پایگاه اطلاع رسانی آیت الله ابراهیم امینی قدس سره

NİÇİN HZ.MEHDİ(A.S)ZUHUR ETMİYOR?

NİÇİN HZ.MEHDİ(A.S)ZUHUR ETMİYOR?


Küfür, zulüm ve maddeciliğin her yeri kapladığı bir çağda niçin Mehdi (a.s) zuhur etmemekte ve alemdeki kargaşalıklara son vermemektedir?

Belirli hedef için başlatılan bir kıyam her açıdan elverişli bir ortam vücuda gelmedikçe zafere ulaşamaz. Başarının önemli şartlarından birisi halkın bu hareketi sahiplenmesi ve onu desteklemesidir.

Aksi takdirde kıyam yenilgiye uğrar. Hz. Mehdi’nin (a.s) kıyamı da bu kaideye dahildir, zafere ulaşabilmesi için uygun şartların vücuda gelmesi gerekmektedir. Hz. Mehdi’nin (a.s) inkılabı yüzeysel ve basit bir hareket değildir.

Cihanşumul ve kapsamlı bir inkılâptır ve çok yüce ilahî hedeflere sahiptir.
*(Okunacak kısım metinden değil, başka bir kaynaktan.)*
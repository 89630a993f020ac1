//! Range-bound time parsing.

use chrono::{DateTime, Duration, NaiveDate, NaiveDateTime, TimeZone, Utc};
use regex::Regex;

/// Smallest all-digits value interpreted as epoch milliseconds.
const EPOCH_MILLIS_FLOOR: i64 = 1_000_000_000_000;

/// Parses one bound of a `timestamp:[.. TO ..]` range.
///
/// Accepted forms, tried in order:
///
/// - `now`, `now-1h`, `now-15m`, `now-7d`, `now-2w`
/// - RFC3339 with a timezone
/// - RFC3339 without a timezone (assumed UTC), fractional seconds allowed
/// - Bare `YYYY-MM-DD` (midnight UTC)
/// - All digits greater than 10^12 (epoch milliseconds)
///
/// Anything else returns `None`, which callers treat as "unbounded".
#[must_use]
pub fn parse_time_bound(value: &str) -> Option<DateTime<Utc>> {
    let value = value.trim();

    if let Some(rest) = value.strip_prefix("now") {
        if rest.is_empty() {
            return Some(Utc::now());
        }
        if let Some(spec) = rest.strip_prefix('-') {
            if let Some(duration) = parse_duration(spec) {
                return Some(Utc::now() - duration);
            }
        }
        // Fall through: "nowhere" is not a relative bound.
    }

    if let Ok(dt) = DateTime::parse_from_rfc3339(value) {
        return Some(dt.with_timezone(&Utc));
    }

    if let Ok(naive) = NaiveDateTime::parse_from_str(value, "%Y-%m-%dT%H:%M:%S%.f") {
        return Some(naive.and_utc());
    }

    if let Ok(date) = NaiveDate::parse_from_str(value, "%Y-%m-%d") {
        return date.and_hms_opt(0, 0, 0).map(|dt| dt.and_utc());
    }

    if value.bytes().all(|b| b.is_ascii_digit()) {
        if let Ok(millis) = value.parse::<i64>() {
            if millis > EPOCH_MILLIS_FLOOR {
                return Utc.timestamp_millis_opt(millis).single();
            }
        }
    }

    None
}

/// Parses a duration like `90s`, `15m`, `1h30m`, `7d`, or `2w`.
///
/// Day and week units extend the usual second/minute/hour set:
/// `d` is 24 hours, `w` is 168.
#[must_use]
pub fn parse_duration(spec: &str) -> Option<Duration> {
    if spec.is_empty() {
        return None;
    }
    let segment = Regex::new(r"(\d+)(ms|[smhdw])").ok()?;

    let mut total = Duration::zero();
    let mut consumed = 0;
    for captures in segment.captures_iter(spec) {
        let whole = captures.get(0)?;
        if whole.start() != consumed {
            return None;
        }
        consumed = whole.end();

        let amount: i64 = captures.get(1)?.as_str().parse().ok()?;
        let unit = captures.get(2)?.as_str();
        total = total
            + match unit {
                "ms" => Duration::milliseconds(amount),
                "s" => Duration::seconds(amount),
                "m" => Duration::minutes(amount),
                "h" => Duration::hours(amount),
                "d" => Duration::hours(amount * 24),
                "w" => Duration::hours(amount * 24 * 7),
                _ => return None,
            };
    }

    if consumed == spec.len() {
        Some(total)
    } else {
        None
    }
}
//! Key construction and parsing for the ordered keyspace.

use chrono::{DateTime, Utc};

/// Prefix of every primary record key.
pub const LOG_PREFIX: &str = "log:";

/// Prefix of every by-level index key.
pub const LEVEL_INDEX_PREFIX: &str = "index:level:";

/// Converts a timestamp to the nanosecond integer used in keys.
#[must_use]
pub fn timestamp_nanos(timestamp: DateTime<Utc>) -> i64 {
    timestamp.timestamp_nanos_opt().unwrap_or_default()
}

/// Builds the primary key `log:{timestamp_nanos}:{id}`.
#[must_use]
pub fn primary_key(nanos: i64, id: &str) -> String {
    format!("{LOG_PREFIX}{nanos}:{id}")
}

/// Builds the index key `index:level:{LEVEL}:{timestamp_nanos}:{id}`.
#[must_use]
pub fn level_key(level: &str, nanos: i64, id: &str) -> String {
    format!("{LEVEL_INDEX_PREFIX}{level}:{nanos}:{id}")
}

/// Smallest string strictly greater than every key with this prefix.
#[must_use]
pub fn prefix_end(prefix: &str) -> String {
    let mut bytes = prefix.as_bytes().to_vec();
    if let Some(last) = bytes.last_mut() {
        *last += 1;
    }
    String::from_utf8(bytes).unwrap_or_else(|_| prefix.to_string())
}

/// Splits an index key into `(level, timestamp_nanos, id)`.
///
/// Levels never contain `:` (they are uppercased single tokens, possibly
/// empty), so the first two separators after the prefix are unambiguous.
#[must_use]
pub fn parse_level_key(key: &str) -> Option<(&str, i64, &str)> {
    let rest = key.strip_prefix(LEVEL_INDEX_PREFIX)?;
    let mut parts = rest.splitn(3, ':');
    let level = parts.next()?;
    let nanos = parts.next()?.parse().ok()?;
    let id = parts.next()?;
    Some((level, nanos, id))
}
Bu hedeflerin manaviyatla ilgili olanı bir yan, sirf insanlık toplumnun idaresiyle ilgili olan yanı bile akıl almaz derecede yüce ve idealdır. Ve bütün bunların gerçekleşmesi elbette insanlarda özel bir ortamın oluşmasını gerektirmektedir.

Toplumsal ırk, ülke, dil, ve mezhebi ihtilafları ortadan kaldırmak ve bütün insanları barış ve mutluluk içinde yaşatacak bir nızam kurmak istemektedir. Bunun gerçekleşmesı için suyun kaynaktan temizlenmesi ve ihtilaf sebeplerini kökten yok edilmesi gerektir.

Hz. Mehdi (a.s) küfür ve maddeciliği kökten kaldırmak, bütün insanları ilahi kanunlara davet etmek ve İslâm dinini dünyaya hâkim kılmak insâni sıfat ve faziletlerle güzel ahlak üzere kurulu salih cihanşumul bir toplum oluşturacaktır.

Elbette böylesi konuları söylemek ve yazmak zor değildir. Ama bilimadamı ve araştırmacıların da bildiği gibi böyle cihanşumul ve derin bir inkılabın vücuda gelmesi kolay değildir.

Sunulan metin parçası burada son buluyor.